TASK ITEM: Scan the records below, and wherever a line has the word "return", pull it out.

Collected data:
┄┄┄┄┄┄┄┄┄┄┄┄┄┄┄┄┄┄┄┄
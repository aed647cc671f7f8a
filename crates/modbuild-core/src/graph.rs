//! Dependency graph validation
//!
//! The primary table must form a DAG. This is checked once at manifest load
//! time so the build walk can recurse through deps without cycle guards; a
//! violation is reported with the concrete cycle path instead of blowing the
//! stack at build time.

use std::collections::{HashMap, HashSet};

use petgraph::algo::toposort;
use petgraph::graph::DiGraph;

use crate::manifest::Primary;
use crate::{Error, Result};

/// Verify that the declared dependencies are acyclic.
///
/// Unknown dep names are ignored here; reference checking is the manifest's
/// job and runs before this.
pub fn ensure_acyclic(primaries: &[Primary]) -> Result<()> {
    // Edge from A to B means "B depends on A" (A must be built before B)
    let mut graph = DiGraph::<&str, ()>::new();
    let mut node_indices: HashMap<&str, _> = HashMap::new();

    for primary in primaries {
        let idx = graph.add_node(primary.name.as_str());
        node_indices.insert(primary.name.as_str(), idx);
    }

    for primary in primaries {
        let dependent_idx = node_indices[primary.name.as_str()];
        for dep in &primary.deps {
            if let Some(&dependency_idx) = node_indices.get(dep.as_str()) {
                graph.add_edge(dependency_idx, dependent_idx, ());
            }
        }
    }

    match toposort(&graph, None) {
        Ok(_) => Ok(()),
        Err(cycle) => {
            let start = graph[cycle.node_id()];
            let cycle = trace_cycle(start, primaries)
                .unwrap_or_else(|| vec![start.to_string(), start.to_string()]);
            Err(Error::circular_dependency(cycle))
        }
    }
}

/// Walk the deps edges from a node known to sit on a cycle and return the
/// cycle path, first name repeated at the end.
fn trace_cycle(start: &str, primaries: &[Primary]) -> Option<Vec<String>> {
    let deps_by_name: HashMap<&str, &[String]> = primaries
        .iter()
        .map(|p| (p.name.as_str(), p.deps.as_slice()))
        .collect();

    let mut path: Vec<&str> = Vec::new();
    let mut on_path: HashSet<&str> = HashSet::new();
    let mut done: HashSet<&str> = HashSet::new();

    visit(start, &deps_by_name, &mut path, &mut on_path, &mut done)
}

fn visit<'a>(
    node: &'a str,
    deps_by_name: &HashMap<&'a str, &'a [String]>,
    path: &mut Vec<&'a str>,
    on_path: &mut HashSet<&'a str>,
    done: &mut HashSet<&'a str>,
) -> Option<Vec<String>> {
    if on_path.contains(node) {
        let pos = path.iter().position(|n| *n == node)?;
        let mut cycle: Vec<String> = path[pos..].iter().map(|n| n.to_string()).collect();
        cycle.push(node.to_string());
        return Some(cycle);
    }
    if done.contains(node) {
        return None;
    }

    path.push(node);
    on_path.insert(node);

    if let Some(deps) = deps_by_name.get(node) {
        for dep in deps.iter() {
            if let Some(found) =
                visit(dep.as_str(), deps_by_name, path, on_path, done)
            {
                return Some(found);
            }
        }
    }

    path.pop();
    on_path.remove(node);
    done.insert(node);

    None
}
//! Per-primary task resolution
//!
//! Decides which member files of a primary need recompiling. Holds no
//! state: memoization belongs to the builder, and calling the resolver
//! twice without intervening compilation yields the same list.

use camino::Utf8PathBuf;

use crate::layout::Layout;
use crate::manifest::Primary;
use crate::stale::needs_rebuild;
use crate::Result;

/// One pending compilation: a source file and its object destination
#[derive(Debug, Clone, PartialEq, Eq)]
pub struct CompileTask {
    /// Source file to compile
    pub source: Utf8PathBuf,
    /// Object file to produce
    pub object: Utf8PathBuf,
}

/// Collect the compile tasks a primary needs, in member order.
///
/// A file is scheduled when its object is stale. The interface file of a
/// module primary is additionally checked against the shared interface
/// artifact, but a file is never scheduled twice: at most one task per
/// file, whichever check fires first.
pub fn resolve_primary(primary: &Primary, layout: &Layout) -> Result<Vec<CompileTask>> {
    let mut tasks = Vec::new();
    let interface_file = primary.interface_file();

    for file in &primary.files {
        let source = layout.source_path(&primary.name, file);
        let object = layout.object_path(&primary.name, file);

        let mut wanted = needs_rebuild(&source, &object)?;
        if !wanted && interface_file == Some(file.as_str()) {
            wanted = needs_rebuild(&source, &layout.interface_path(&primary.name))?;
        }

        if wanted {
            tasks.push(CompileTask { source, object });
        }
    }

    Ok(tasks)
}
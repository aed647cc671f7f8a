//! modbuild CLI - incremental builds for C++ module projects

use clap::{Parser, Subcommand};
use miette::Result;
use tracing_subscriber::{fmt, prelude::*, EnvFilter};

mod commands;

/// modbuild - incremental builds for C++ module projects
#[derive(Debug, Parser)]
#[command(name = "modbuild")]
#[command(version, about, long_about = None)]
pub struct Cli {
    /// Enable verbose output
    #[arg(short, long, global = true)]
    verbose: bool,

    /// Project root directory
    #[arg(short = 'C', long, global = true)]
    project: Option<String>,

    #[command(subcommand)]
    command: Commands,
}

#[derive(Debug, Subcommand)]
enum Commands {
    /// Build targets and standalone executables
    Build(commands::build::BuildArgs),

    /// Remove build artifacts
    Clean(commands::clean::CleanArgs),
}

fn main() -> Result<()> {
    let cli = Cli::parse();

    // Initialize tracing
    let default_level = if cli.verbose { "debug" } else { "info" };
    let filter =
        EnvFilter::try_from_default_env().unwrap_or_else(|_| EnvFilter::new(default_level));

    tracing_subscriber::registry()
        .with(fmt::layer())
        .with(filter)
        .init();

    // Determine project root
    let project_root = if let Some(ref path) = cli.project {
        camino::Utf8PathBuf::from(path)
    } else {
        std::env::current_dir()
            .ok()
            .and_then(|p| camino::Utf8PathBuf::try_from(p).ok())
            .unwrap_or_else(|| camino::Utf8PathBuf::from("."))
    };

    match cli.command {
        Commands::Build(args) => commands::build::run(&project_root, args),
        Commands::Clean(args) => commands::clean::run(&project_root, args),
    }
}
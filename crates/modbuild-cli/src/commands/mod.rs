//! CLI command implementations

pub mod build;
pub mod clean;
//! Incremental build execution
//!
//! Split in two layers:
//! - [`resolve_primary`] decides, per primary, which sources need
//!   recompiling,
//! - [`Builder`] walks targets over those decisions, memoizing per run
//!   and issuing toolchain commands.

mod builder;
mod resolve;

pub use builder::{BuildPlan, BuildResult, Builder};
pub use resolve::{resolve_primary, CompileTask};
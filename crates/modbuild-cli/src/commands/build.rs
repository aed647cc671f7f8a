//! Build command implementation

use camino::Utf8Path;
use clap::Args;
use miette::Result;

use modbuild_core::build::Builder;
use modbuild_core::layout::Layout;
use modbuild_core::manifest::Manifest;
use modbuild_core::toolchain::Toolchain;
use modbuild_core::variant::Variant;

/// Arguments for the build command
#[derive(Debug, Args)]
pub struct BuildArgs {
    /// Targets or standalone groups to build (default: everything)
    pub targets: Vec<String>,

    /// Build the release variant
    #[arg(long)]
    pub release: bool,

    /// Dry run - show what would be built
    #[arg(long)]
    pub dry_run: bool,
}

/// Run the build command
pub fn run(project_root: &Utf8Path, args: BuildArgs) -> Result<()> {
    let manifest = Manifest::load(project_root)?;

    let variant = if args.release {
        Variant::Release
    } else {
        Variant::Debug
    };
    let layout = Layout::new(project_root, &manifest.layout, variant);
    let toolchain = Toolchain::configure(&manifest, &layout, variant)?;

    if args.dry_run {
        return dry_run(&manifest, &layout, &toolchain, &args.targets);
    }

    layout.ensure_directories(&manifest)?;

    let result = Builder::new(&manifest, &layout, &toolchain).run(&args.targets)?;

    if result.is_noop() {
        tracing::info!("Nothing to do, everything is up to date");
    } else {
        tracing::info!("Build complete!");
    }
    Ok(())
}

/// Print the work a build would perform, without touching the build tree
fn dry_run(
    manifest: &Manifest,
    layout: &Layout,
    toolchain: &Toolchain,
    targets: &[String],
) -> Result<()> {
    let plan = Builder::new(manifest, layout, toolchain).plan(targets)?;

    if plan.is_noop() {
        println!("Nothing to do, everything is up to date");
        return Ok(());
    }

    println!("Would run the following steps in order:");
    for header in &plan.headers {
        println!("  - precompile system header {}", header);
    }
    for executable in &plan.standalone {
        println!("  - build {}", executable);
    }
    for task in &plan.tasks {
        println!("  - compile {}", task.source);
    }
    for name in &plan.links {
        println!("  - link {}", name);
    }
    Ok(())
}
┄┄┄┄┄┄┄┄┄┄┄┄┄┄┄┄┄┄┄┄
EXERCISE RESULT:
/// Walk the deps edges from a node known to sit on a cycle and return the
        return Some(cycle);
        return None;
                return Some(found);
        return dry_run(&manifest, &layout, &toolchain, &args.targets);
        return Ok(());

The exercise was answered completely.